The remaining 5 timber and stone entries will now be considered. The first is that of Frank B. Edgerton. This entryman, as a witness before the master, testifies directly and positively that he was a foreman for Mr. Okie, one of the defendants, and that this defendant told him that he would pay him $25 to take up a timber and stone entry; that he did take up such entry, and that the defendant Okie selected the land and gave him the numbers thereof. The witness does not remember the details of making out the papers, and does not remember how the money was paid to him for making the entry. He further testifies that he did not know whether it had timber or stone upon it, or water upon it, but his recollection is that the land was not very valuable for any purpose.

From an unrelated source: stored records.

// Yield token adapter: teller deposits/withdrawals and share transfers

use super::native::Transfer;
use super::{hex_address, sort_by_position, AdapterBase, BlockClock, LogPosition, SourceAdapter};
use crate::config::YieldConfig;
use crate::error::{DecodeError, ProviderError};
use crate::models::{DomainEvent, SourceKind, YieldFlowEvent, YieldTransferEvent};
use alloy_primitives::Address;
use alloy_sol_types::{sol, SolEvent};
use async_trait::async_trait;
use tracing::{debug, warn};

sol! {
    event Deposit(address indexed sender, address indexed owner, uint256 assets, uint256 shares);

    event Withdraw(
        address indexed sender,
        address indexed receiver,
        address indexed owner,
        uint256 assets,
        uint256 shares
    );
}

pub struct YieldAdapter {
    base: AdapterBase,
}

impl YieldAdapter {
    pub fn new(base: AdapterBase) -> Self {
        Self { base }
    }

    /// Share transfers that are the mint/burn leg of a teller flow are
    /// already recorded as deposits/withdrawals.
    pub fn is_flow_leg(yield_cfg: &YieldConfig, from: &Address, to: &Address) -> bool {
        [Address::ZERO, yield_cfg.teller]
            .iter()
            .any(|excluded| excluded == from || excluded == to)
    }

    fn warn_skip(&self, what: &str, e: &DecodeError) {
        warn!("[{}/yield] Skipping {} log: {}", self.base.chain.name, what, e);
    }
}

#[async_trait]
impl SourceAdapter for YieldAdapter {
    fn base(&self) -> &AdapterBase {
        &self.base
    }

    fn kind(&self) -> SourceKind {
        SourceKind::Yield
    }

    async fn fetch_range(&self, from: u64, to: u64) -> Result<Vec<DomainEvent>, ProviderError> {
        let Some(cfg) = &self.base.chain.yield_token else {
            return Ok(Vec::new());
        };
        let provider = self.base.provider.as_ref();
        let mut clock = BlockClock::new(provider);
        let mut events = Vec::new();

        let deposits = provider
            .get_logs(cfg.teller, Deposit::SIGNATURE_HASH, from, to)
            .await?;
        for log in &deposits {
            let decoded = Deposit::decode_raw_log(log.topics.iter().copied(), &log.data, true)
                .map_err(DecodeError::from)
                .and_then(|d| LogPosition::of(log).map(|pos| (d, pos)));
            let (deposit, pos) = match decoded {
                Ok(decoded) => decoded,
                Err(e) => {
                    self.warn_skip("deposit", &e);
                    continue;
                }
            };
            let block_time = clock.time_of(pos.block_number).await?;
            events.push(DomainEvent::YieldDeposit(YieldFlowEvent {
                token: cfg.symbol.clone(),
                actor: hex_address(&deposit.owner),
                counterparty: Some(hex_address(&deposit.sender)),
                underlying_amount: deposit.assets,
                share_amount: deposit.shares,
                meta: pos.meta(block_time),
            }));
        }

        let withdrawals = provider
            .get_logs(cfg.teller, Withdraw::SIGNATURE_HASH, from, to)
            .await?;
        for log in &withdrawals {
            let decoded = Withdraw::decode_raw_log(log.topics.iter().copied(), &log.data, true)
                .map_err(DecodeError::from)
                .and_then(|w| LogPosition::of(log).map(|pos| (w, pos)));
            let (withdraw, pos) = match decoded {
                Ok(decoded) => decoded,
                Err(e) => {
                    self.warn_skip("withdraw", &e);
                    continue;
                }
            };
            let block_time = clock.time_of(pos.block_number).await?;
            events.push(DomainEvent::YieldWithdraw(YieldFlowEvent {
                token: cfg.symbol.clone(),
                actor: hex_address(&withdraw.owner),
                counterparty: Some(hex_address(&withdraw.receiver)),
                underlying_amount: withdraw.assets,
                share_amount: withdraw.shares,
                meta: pos.meta(block_time),
            }));
        }

        let transfers = provider
            .get_logs(cfg.token, Transfer::SIGNATURE_HASH, from, to)
            .await?;
        for log in &transfers {
            let decoded = Transfer::decode_raw_log(log.topics.iter().copied(), &log.data, true)
                .map_err(DecodeError::from)
                .and_then(|t| LogPosition::of(log).map(|pos| (t, pos)));
            let (transfer, pos) = match decoded {
                Ok(decoded) => decoded,
                Err(e) => {
                    self.warn_skip("transfer", &e);
                    continue;
                }
            };
            if Self::is_flow_leg(cfg, &transfer.from, &transfer.to) {
                continue;
            }
            let block_time = clock.time_of(pos.block_number).await?;
            events.push(DomainEvent::YieldTransfer(YieldTransferEvent {
                token: cfg.symbol.clone(),
                from: hex_address(&transfer.from),
                to: hex_address(&transfer.to),
                share_amount: transfer.value,
                meta: pos.meta(block_time),
            }));
        }

        debug!(
            "[{}/yield] {} deposits, {} withdrawals, {} transfer logs in [{}, {}]",
            self.base.chain.name,
            deposits.len(),
            withdrawals.len(),
            transfers.len(),
            from,
            to
        );

        sort_by_position(&mut events);
        Ok(events)
    }
}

The next entry is that of Benigno Martinez. This entryman, as a witness, testifies that he was a sheep herder for the Bighorn Sheep Company, and that at one time he and another man ran sheep of that company on shares; that at another time he worked for one Griffin, who was also running sheep for the defendant Okie on shares. He testifies that he made a timber and stone entry on being importuned to do so by Griffin, who said he was acting in behalf of the defendant Okie, but does not remember who made out the papers, although they were fixed up in the office of the United States commissioner, which was in connection with the Bighorn Sheep Company's office at Lost Cabin; that he was paid $30 for the land by Mr. Griffin, who said that he was paying him for the land the witness took up for Mr. Okie. It does not appear, however, that the witness ever had any conversation with the defendant Okie about the land. Griffin, when called as a witness, denied having the conversations testified to by Martinez, even if the testimony as to what Griffin said would be considered as admissible as against defendants.

The next entry for consideration is that of Albert E. Faull. This entryman testifies, as a witness, that he was employed by the Bighorn Sheep Company, and that he made a timber and stone entry, which was not for himself, but was made either at the request of Mr. Okie or some one connected with the Bighorn Sheep Company, the witness not remembering the details; that he did not pay any of the expenses of the entry, had no personal interest in it, and was paid something for it, but does not remember the amount. The witness has no recollection of who made out the papers. The evidence of this witness also further shows that he had previously taken up a homestead entry himself at the instigation of no other person; that he proved up on it, and sold it to a third party not connected with the defendants in this case.

The next entry is that of John B. Wynn. This witness testified that he made the entry at the request of the defendant Okie, who paid all the expenses and filing fees and purchase price of the land, that the witness had no personal interest in the land, that he received $50 for it, and that it was selected by Mr. Okie. He further testified that there was timber and stone on the land, and that he expected it had value for stone.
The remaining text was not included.